In fact, the answers are getting more confusing all the time [-- though this of course is not the fault of infiltrators like Sister Joan]. Consider the question of how the newly revised Roman Missal is better than the last, for instance.
They tell us now [NOW???] that Mass texts -- including even hymns -- may not include feminine references to God. And this in a church that has routinely addressed God as Key of David, Door of life, wind, fire, light and dove. God who is also, they tell us, "pure spirit" can never, ever, be seen as 'mother.' [Don't overdo it, Sister. Sit down; put your feet up; maybe a glass of water? Let this be a lesson to you: leave argumentation to the professionals. You really shouldn't try this at home.] Are we to think, then, that even hinting at the notion that the image of God includes the image of women as well as the image of men, as God in Genesis says it does, is dangerous to the faith? Antithetical to the faith?

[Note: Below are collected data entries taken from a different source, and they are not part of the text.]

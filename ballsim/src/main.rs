use ballsim::{build_seeded_scenario, ScenarioConfig};
use ballsim::{run_headless, FrameLogger};
use ballsim::{bench_step, bench_step_curve};

use anyhow::{Context, Result};
use clap::{Parser, ValueEnum};
use tracing::info;
use tracing_subscriber::EnvFilter;

use std::path::PathBuf;
use std::time::Duration;

#[derive(ValueEnum, Clone, Copy, Debug)]
enum BenchMode {
    /// Fixed set of body counts
    Sweep,
    /// CSV over a fine range of body counts
    Curve,
}

#[derive(Parser, Debug)]
#[command(about = "Bouncing bodies with elastic collisions in a bounded plane")]
struct Args {
    /// Scenario file under `scenarios/`
    #[arg(short, default_value = "default.yaml")]
    file_name: String,

    /// Plane width, overrides the scenario
    #[arg(long)]
    width: Option<f64>,

    /// Plane height, overrides the scenario
    #[arg(long)]
    height: Option<f64>,

    /// Number of random bodies, overrides the scenario
    #[arg(long)]
    bodies: Option<usize>,

    /// RNG seed, overrides the scenario
    #[arg(long)]
    seed: Option<u64>,

    /// Stop after this many steps, run forever when omitted
    #[arg(long)]
    steps: Option<u64>,

    /// Pace the loop at this many frames per second, 0 runs flat out
    #[arg(long, default_value_t = 60.0)]
    fps: f64,

    /// Log a frame summary every N frames
    #[arg(long, default_value_t = 60)]
    log_every: u64,

    /// Run the step benchmark instead
    #[arg(long, value_enum)]
    bench: Option<BenchMode>,
}

// load here to keep main clean
fn load_scenario(args: &Args) -> Result<ScenarioConfig> {
    let config_path = PathBuf::from(env!("CARGO_MANIFEST_DIR")).join("scenarios").join(&args.file_name);
    let mut cfg = ScenarioConfig::load(&config_path)
        .with_context(|| format!("failed to load scenario {}", config_path.display()))?;

    let sim = &mut cfg.simulation;
    if let Some(width) = args.width {
        sim.width = width;
    }
    if let Some(height) = args.height {
        sim.height = height;
    }
    if let Some(bodies) = args.bodies {
        sim.body_count = bodies;
    }
    if args.seed.is_some() {
        sim.seed = args.seed;
    }

    Ok(cfg)
}

fn main() -> Result<()> {
    tracing_subscriber::fmt()
        .with_env_filter(EnvFilter::try_from_default_env().unwrap_or_else(|_| EnvFilter::new("info")))
        .init();

    let args = Args::parse();

    if let Some(mode) = args.bench {
        match mode {
            BenchMode::Sweep => bench_step()?,
            BenchMode::Curve => bench_step_curve()?,
        }
        return Ok(());
    }

    let cfg = load_scenario(&args)?;
    let mut sim = build_seeded_scenario(&cfg).context("invalid scenario")?;

    info!(
        bodies = sim.bodies().len(),
        width = sim.width(),
        height = sim.height(),
        seed = ?sim.parameters().seed,
        "starting simulation"
    );

    let tick = (args.fps > 0.0).then(|| Duration::from_secs_f64(1.0 / args.fps));
    let mut renderer = FrameLogger::new(args.log_every, sim.width(), sim.height());
    let frames = run_headless(&mut sim, &mut renderer, args.steps, tick);

    info!(frames, "simulation finished");
    Ok(())
}
//! Build a ready-to-step `Simulation` from configuration
//!
//! Takes a `ScenarioConfig` (YAML-facing) and produces the runtime
//! `Simulation`: random bodies first, explicit bodies appended in file
//! order, then the configured acceleration terms

use rand::rngs::StdRng;
use rand::{Rng, SeedableRng};
use tracing::debug;

use crate::configuration::config::ScenarioConfig;
use crate::configuration::error::ConfigError;
use super::engine::{spawn_random_bodies, Simulation};
use super::forces::{AccelSet, UniformField};
use super::states::Body;

/// Seeded `StdRng` when `seed` is given, entropy otherwise
pub fn scenario_rng(seed: Option<u64>) -> StdRng {
    match seed {
        Some(seed) => StdRng::seed_from_u64(seed),
        None => StdRng::from_entropy(),
    }
}

/// Validate `cfg` and build the simulation it describes, drawing all
/// randomness from `rng`
pub fn build_scenario<R: Rng + ?Sized>(cfg: &ScenarioConfig, rng: &mut R) -> Result<Simulation, ConfigError> {
    cfg.validate()?;
    let parameters = cfg.parameters();

    let mut bodies = spawn_random_bodies(&parameters, parameters.body_count, rng);
    for (index, bc) in cfg.bodies.iter().enumerate() {
        let (x, v) = bc.state().ok_or_else(|| ConfigError::InvalidBody {
            index,
            reason: "malformed position or velocity".to_string(),
        })?;
        bodies.push(Body::new(x, v, bc.radius));
    }

    let mut forces = AccelSet::new();
    if let Some(g) = cfg.gravity()? {
        forces = forces.with(UniformField { g });
    }

    debug!(
        random = parameters.body_count,
        explicit = cfg.bodies.len(),
        forces = forces.len(),
        "scenario built"
    );

    Ok(Simulation::from_bodies(parameters, bodies)?.with_forces(forces))
}

/// `build_scenario` with the rng taken from the config's own seed
pub fn build_seeded_scenario(cfg: &ScenarioConfig) -> Result<Simulation, ConfigError> {
    let mut rng = cfg.parameters().rng();
    build_scenario(cfg, &mut rng)
}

Heresy? [Don't sweat it, Sister: whatever church you've been going to that worships Goddess instead of God doesn't care what Rome has to say about liturgical texts anyway.]
Or, too, we learned that the words of the consecration itself would soon be edited to correct the notion that Jesus came to save "all" -- as we had been taught in the past -- to the idea that Jesus came to save "many." [If only Jesus had known better, He wouldn't have said "many" at the Last Supper, as recorded in the Gospels of Matthew and Mark.] The theological implications of changing from "all" to "many" boggles the mind[, particularly the implication that, having free will, we can choose to reject salvation, which is what "many" implies]. Who is it that Jesus did not come to save?
Does such a statement imply again that "only Catholics go to heaven?" And, if read like that by others, is this some kind of subtle retraction of the whole ecumenical movement? [If it's a rejection of the sort of ecumenism that requires Catholics to compromise on the faith, I for one am all for it.]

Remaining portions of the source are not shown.